Delta variant more likely to put unvaccinated pregnant women in IC


Unvaccinated pregnant women and new mothers are more likely to end up in intensive care as a result of a Delta coronavirus infection, new figures have confirmed.

NethOSS, which registers serious conditions during pregnancy and the first 42 days following the birth of the child, found that since the Delta variant became the dominant virus in June, twice as many pregnant women needed intensive care.

Since July 15, 80 pregnant women and new mothers were hospitalised with the Delta variant of Covid-19, of whom 28% (22) ended up in IC, the figures show.

Only 16% of of the 129 pregnant women and new mothers who fell ill with the Alpha variant between April and May needed intensive care.

Erasmus teaching hospital in Rotterdam also reported an increase in cases. Half of the pregnant women admitted to the intensive care unit since the beginning of the pandemic came in during the last four months, gynaecologist Hans Duvekot told Trouw.

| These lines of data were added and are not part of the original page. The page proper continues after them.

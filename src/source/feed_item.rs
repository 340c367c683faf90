//! The item type shared across all feed sources.
//!
//! `RawItem` is what a source hands over before any cleanup: the description
//! still carries its markup and the publish date is the string the feed
//! provided.  [`crate::normalize`] turns these into deliverable entries.

/// A single feed item as read from the wire.
#[derive(Debug, Clone, Default, PartialEq, Eq)]
pub struct RawItem {
    /// Headline.  Items without one cannot be de-duplicated and are dropped
    /// during normalisation.
    pub title: Option<String>,

    /// URL to the full article; empty when the feed has none.
    pub link: String,

    /// Description or summary, possibly HTML.
    pub description_html: String,

    /// Publish date exactly as the feed wrote it.
    pub published: Option<String>,
}
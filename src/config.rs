//! Process configuration.
//!
//! Every field has a default, so the relay runs without any config file at
//! all.  When a path is given on the command line, it must point to a JSON
//! document; fields it leaves out keep their defaults:
//!
//! ```json
//! {
//!   "feed_url": "https://example.com/feed.xml",
//!   "poll_interval_secs": 600,
//!   "branding": { "username": "News Bot" }
//! }
//! ```

use std::fs;
use std::path::{Path, PathBuf};
use std::time::Duration;

use anyhow::{Context, Result};
use serde::Deserialize;

use crate::notify::DeliveryPolicy;

const LOGO_URL: &str = "https://www.logic-sunrise.com/forums/public/style_images/LSv4/logo.png";

/// Wire format of the feed at [`Config::feed_url`].
#[derive(Debug, Clone, Copy, PartialEq, Eq, Deserialize)]
#[serde(rename_all = "snake_case")]
pub enum FeedFormat {
    Rss,
    Atom,
}

#[derive(Debug, Clone, PartialEq, Deserialize)]
#[serde(default)]
pub struct Config {
    pub feed_url: String,
    pub feed_format: FeedFormat,
    /// Cleaned descriptions longer than this many characters are cut and
    /// suffixed with `...`.
    pub max_description_chars: usize,
    /// Pause between the end of one cycle and the start of the next.
    pub poll_interval_secs: u64,
    /// Directory holding one seen-set file per destination.
    pub state_dir: PathBuf,
    /// JSON file listing the webhooks to deliver to.
    pub webhooks_file: PathBuf,
    /// Timeout for feed fetches and webhook calls; `0` waits forever.
    pub http_timeout_secs: u64,
    pub delivery_policy: DeliveryPolicy,
    /// Also append log records to this file.
    pub log_file: Option<PathBuf>,
    pub branding: Branding,
}

/// Static presentation of every message the relay posts.
#[derive(Debug, Clone, PartialEq, Deserialize)]
#[serde(default)]
pub struct Branding {
    pub username: String,
    pub avatar_url: Option<String>,
    pub author_name: String,
    pub author_url: Option<String>,
    pub author_icon_url: Option<String>,
    /// Embed accent colour as `0xRRGGBB`.
    pub color: u32,
    pub footer: String,
    /// Plain text posted above the embed.
    pub lead_in: String,
}

impl Default for Config {
    fn default() -> Self {
        Self {
            feed_url: "https://www.logic-sunrise.com/forums/rss/forums/1-news-fr/".into(),
            feed_format: FeedFormat::Rss,
            max_description_chars: 200,
            poll_interval_secs: 240,
            state_dir: PathBuf::from("sent_news"),
            webhooks_file: PathBuf::from("webhooks.json"),
            http_timeout_secs: 30,
            delivery_policy: DeliveryPolicy::default(),
            log_file: None,
            branding: Branding::default(),
        }
    }
}

impl Default for Branding {
    fn default() -> Self {
        Self {
            username: "Logic-Sunrise Bot".into(),
            avatar_url: Some(LOGO_URL.into()),
            author_name: "Logic-Sunrise".into(),
            author_url: Some("https://www.logic-sunrise.com".into()),
            author_icon_url: Some(LOGO_URL.into()),
            color: 0xFFA500,
            footer: "@ Logic-Sunrise • Powered by LS Bot".into(),
            lead_in: "🆕 Une nouvelle News Hack est dispo sur Logic-Sunrise:".into(),
        }
    }
}

impl Config {
    /// Load the configuration.
    ///
    /// `None` yields the defaults.  A path that cannot be read or parsed is
    /// an error: the caller asked for that file explicitly.
    pub fn load(path: Option<&Path>) -> Result<Self> {
        let Some(path) = path else {
            return Ok(Self::default());
        };
        let text = fs::read_to_string(path)
            .with_context(|| format!("reading config file {}", path.display()))?;
        Self::from_json(&text).with_context(|| format!("parsing config file {}", path.display()))
    }

    pub fn from_json(text: &str) -> Result<Self> {
        let config: Self = serde_json::from_str(text)?;
        if config.feed_url.trim().is_empty() {
            anyhow::bail!("feed_url must not be empty");
        }
        Ok(config)
    }

    pub fn poll_interval(&self) -> Duration {
        Duration::from_secs(self.poll_interval_secs)
    }

    pub fn http_timeout(&self) -> Option<Duration> {
        (self.http_timeout_secs > 0).then(|| Duration::from_secs(self.http_timeout_secs))
    }
}
//! # request-dispatch
//!
//! A small stateful HTTP client facade. A [`Dispatcher`] owns a base address,
//! an optional per-call deadline and a body-encoding mode, and layers on top
//! of a pluggable [`HttpTransport`]:
//!
//! - one replaceable request interceptor and one response interceptor;
//! - body shaping for JSON values, multipart forms and raw strings;
//! - content-type driven decoding into a payload or a full [`ResponseEnvelope`];
//! - a streaming POST that hands back the live response body.
//!
//! ## Quick start
//!
//! ```rust,no_run
//! use request_dispatch::prelude::*;
//! use serde_json::{Value, json};
//!
//! # async fn run() -> Result<(), RequestError> {
//! let dispatcher = Dispatcher::new("https://api.example.com", 5_000, false);
//! dispatcher.set_request_interceptor(|config: RequestConfig| config.bearer_auth("token"));
//!
//! let created: Value = dispatcher
//!     .post("/items", json!({ "name": "a" }))
//!     .send()
//!     .await?;
//!
//! let full = dispatcher.get("/items").send_full::<Value>().await?;
//! println!("{} {}", full.status, created);
//! # Ok(())
//! # }
//! ```

pub mod body;
pub mod builder;
pub mod config;
pub mod dispatcher;
pub mod error;
pub mod interceptor;
pub mod request;
pub mod response;
pub mod stream;
pub mod telemetry;
pub mod transport;

pub use body::{Body, FormData, FormValue, WireBody};
pub use builder::DispatchBuilder;
pub use config::{BodyEncoding, DispatcherConfig, DispatcherConfigBuilder};
pub use dispatcher::{Dispatcher, SendOptions};
pub use error::{ErrorCategory, RequestError, Result};
pub use interceptor::{LoggingInterceptor, RequestInterceptor, ResponseInterceptor};
pub use request::{RequestConfig, TransportRequest};
pub use response::{Payload, ResponseEnvelope};
pub use stream::{ByteStream, TextStream};
pub use transport::{HttpTransport, ReqwestTransport, ResponseBody, TransportResponse};

/// Convenient imports for callers.
pub mod prelude {
    pub use crate::body::{Body, FormData, FormValue};
    pub use crate::config::{BodyEncoding, DispatcherConfig};
    pub use crate::dispatcher::{Dispatcher, SendOptions};
    pub use crate::error::RequestError;
    pub use crate::interceptor::{LoggingInterceptor, RequestInterceptor, ResponseInterceptor};
    pub use crate::request::RequestConfig;
    pub use crate::response::ResponseEnvelope;
    pub use crate::transport::{HttpTransport, TransportResponse};
}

UK research among 3,300 pregnant women has shown that the Delta mutation of the virus is more harmful. ‘It looks as if the virus mutates to the detriment of pregnant women. Fortunately we have a method to deliver oxygen to them but sometimes the women are in such a bad way the birth has to be speeded up, with all the attending health problems of children who are born prematurely, Duvekot said.’ Two women at the Erasmus hospital lost their babies.

Almost all of the pregnant women hospitalised in the Netherlands with coronavirus are unvaccinated and many have a non-western immigrant background. This group is reluctant to get vaccinated, earlier research has shown, and many women also worry about the effect of the vaccine on their unborn child.

‘The vaccine does not lead to different or more serious side effects in pregnant women,’ Bloemenkamp stressed. ‘The vaccine cannot penetrate the placenta. Only the antibodies produced will get to the baby.’